6:7 “With a self-disciplined mind, you experience a state of constant serenity, correctly identifying with your highest Self (Atman) who remains unaffected in heat or cold, pleasure or pain, praise or blame.” Satchidananda, Sri Swami. The Living Gita: The Complete Bhagavad Gita: a Commentary for Modern Readers (p. 82). Integral Yoga Publications.
The practice of meditation requires self-discipline. We exercise and develop discipline by taking the time to sit in silence every day no matter what. Furthermore, we exercise mental discipline when we sit in silence and keep bringing the mind back to the here and now.
There are different ways to focus the mind while siting in silence, one of the most common ones being bringing our attention to the breath. We observe the breath either by noticing it coming in and out of our nostrils, or by feeling the rise and fall of our chest/belly as we breathe in and out.
The repetition of a mantra or affirmation is also a good tool to focus the mind, and as we notice ourselves engaging in our thoughts, we go back to the breath or the mantra until we manage to let thoughts come and go without engaging with them. This is what is called dharana in meditation, and could be the equivalent to mindfulness in the Buddhist tradition.

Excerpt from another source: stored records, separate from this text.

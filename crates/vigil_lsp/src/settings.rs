//! Server settings.

use std::time::Duration;

use serde::{Deserialize, Serialize};
use tracing::warn;

/// Settings of the server itself, as opposed to a workspace's `vigil.yml`.
///
/// Built from CLI flags and then overridden field by field from the LSP
/// `initializationOptions`.
#[derive(Debug, Clone, PartialEq, Eq, Serialize, Deserialize)]
#[serde(rename_all = "camelCase", default)]
pub struct ServerSettings {
    /// Analysis engine endpoint.
    pub engine_url: String,
    /// Metadata service base URL.
    pub api_url: String,
    /// Token sent to both services.
    pub api_token: Option<String>,
    /// Base of rule documentation links.
    pub rule_docs_url: String,
    /// Debounce delay before analysing a changed document.
    pub debounce_ms: u64,
    /// Interval of the cache refresh and garbage collection task.
    pub refresh_interval_secs: u64,
    /// Timeout of remote calls.
    pub request_timeout_secs: u64,
}

pub const DEFAULT_ENGINE_URL: &str = "https://analysis.vigil.dev/analyze";
pub const DEFAULT_API_URL: &str = "https://api.vigil.dev";
pub const DEFAULT_RULE_DOCS_URL: &str = "https://hub.vigil.dev/rulesets";

impl Default for ServerSettings {
    fn default() -> Self {
        Self {
            engine_url: DEFAULT_ENGINE_URL.to_string(),
            api_url: DEFAULT_API_URL.to_string(),
            api_token: None,
            rule_docs_url: DEFAULT_RULE_DOCS_URL.to_string(),
            debounce_ms: crate::debounce::DEFAULT_DEBOUNCE_MS,
            refresh_interval_secs: 30,
            request_timeout_secs: 10,
        }
    }
}

#[derive(Debug, Default, Deserialize)]
#[serde(rename_all = "camelCase")]
struct SettingsOverride {
    engine_url: Option<String>,
    api_url: Option<String>,
    api_token: Option<String>,
    rule_docs_url: Option<String>,
    debounce_ms: Option<u64>,
    refresh_interval_secs: Option<u64>,
    request_timeout_secs: Option<u64>,
}

impl ServerSettings {
    /// Applies the fields present in `options` on top of these settings.
    ///
    /// Options that do not deserialize are logged and ignored as a whole.
    pub fn merge_json(&mut self, options: &serde_json::Value) {
        let overrides = match SettingsOverride::deserialize(options) {
            Ok(o) => o,
            Err(e) => {
                warn!("Ignoring invalid initialization options: {}", e);
                return;
            }
        };

        if let Some(v) = overrides.engine_url {
            self.engine_url = v;
        }
        if let Some(v) = overrides.api_url {
            self.api_url = v;
        }
        if let Some(v) = overrides.api_token {
            self.api_token = Some(v);
        }
        if let Some(v) = overrides.rule_docs_url {
            self.rule_docs_url = v;
        }
        if let Some(v) = overrides.debounce_ms {
            self.debounce_ms = v;
        }
        if let Some(v) = overrides.refresh_interval_secs {
            self.refresh_interval_secs = v.max(1);
        }
        if let Some(v) = overrides.request_timeout_secs {
            self.request_timeout_secs = v.max(1);
        }
    }

    pub fn debounce(&self) -> Duration {
        Duration::from_millis(self.debounce_ms)
    }

    pub fn refresh_interval(&self) -> Duration {
        Duration::from_secs(self.refresh_interval_secs.max(1))
    }

    pub fn request_timeout(&self) -> Duration {
        Duration::from_secs(self.request_timeout_secs.max(1))
    }
}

It is said that beyond dharana is dhyana – meditation – and through this we can get in touch into our Higher Self (Atman) which is ever peaceful and unshaken by whatever is happening around us.

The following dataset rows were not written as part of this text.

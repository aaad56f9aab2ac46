//! Narrowing cached rules to the ones that apply to a file.

use std::path::{Path, PathBuf};

use vigil_config::WorkspaceConfig;
use vigil_registry::{Language, Rule};

/// Returns the single workspace root containing `file`.
///
/// Returns `None` when no root or more than one root (nested workspaces)
/// contains the file.
pub fn owning_workspace<'a>(workspaces: &'a [PathBuf], file: &Path) -> Option<&'a PathBuf> {
    let mut owners = workspaces.iter().filter(|root| file.starts_with(root));
    let owner = owners.next()?;
    if owners.next().is_some() {
        return None;
    }
    Some(owner)
}

/// Returns `file` relative to `root`, using `/` separators.
pub fn relative_path(root: &Path, file: &Path) -> Option<String> {
    let relative = file.strip_prefix(root).ok()?;
    let parts: Vec<_> = relative
        .components()
        .map(|c| c.as_os_str().to_string_lossy())
        .collect();
    Some(parts.join("/"))
}

/// Selects the rules applicable to a file.
///
/// A rule applies when its language is accepted by `language` and it is not
/// ignored for `relative_path` by the workspace configuration.
pub fn select_rules(
    language: Language,
    rules: &[Rule],
    config: &WorkspaceConfig,
    relative_path: &str,
) -> Vec<Rule> {
    rules
        .iter()
        .filter(|rule| language.accepts(rule.language))
        .filter(|rule| {
            config
                .rule_ignore(&rule.rule_set_name, &rule.rule_name)
                .is_none_or(|ignore| !ignore.ignores(relative_path))
        })
        .cloned()
        .collect()
}
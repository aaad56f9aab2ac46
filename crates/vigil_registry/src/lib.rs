//! Vigil remote service clients.
//!
//! - [`RuleSource`]: the rule metadata service (rule content and
//!   last-update timestamps per rule set).
//! - [`AnalysisEngine`]: the rule-execution engine that runs rules against
//!   a single file and reports violations with optional fixes.
//!
//! Both are traits so the cache and the diagnostics pipeline can be driven
//! by in-memory implementations in tests. The HTTP implementations share one
//! [`HttpClientBuilder`].

pub mod engine;
pub mod error;
pub mod http_client;
pub mod language;
pub mod rule;
pub mod source;

pub use engine::{
    AnalysisEngine, AnalysisRequest, AnalysisResponse, Edit, EditType, EnginePosition,
    EngineRule, Fix, HttpEngine, RuleResponse, Violation,
};
pub use error::FetchError;
pub use http_client::{DEFAULT_TIMEOUT, HttpClientBuilder};
pub use language::Language;
pub use rule::{Rule, RuleType};
pub use source::{HttpRuleSource, RuleSource};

The practice of disciplining the mind continues in our everyday life. We learn to discern between uplifting and limiting thoughts. We learn to take life as it is without overindulging in our perceptions and judgement of the external world. This way, we are able to stay serene, as the cited verse states.
It is a loop, or an upward spiral. We discipline the mind when we sit in silence so we are able to meet everyday life with serenity, and because we are able to keep cultivate a serene state of mind no matter what, we can easier sit in silence and get in touch with your Higher Self.
To the ideas presented in this verse is connected the principle of the transient nature of the world we perceive including our physical body and our thoughts, and thus the importance of accepting pleasantness and unpleasantness equally. Avoiding to put our stability in this changing world and rather in our inner peace.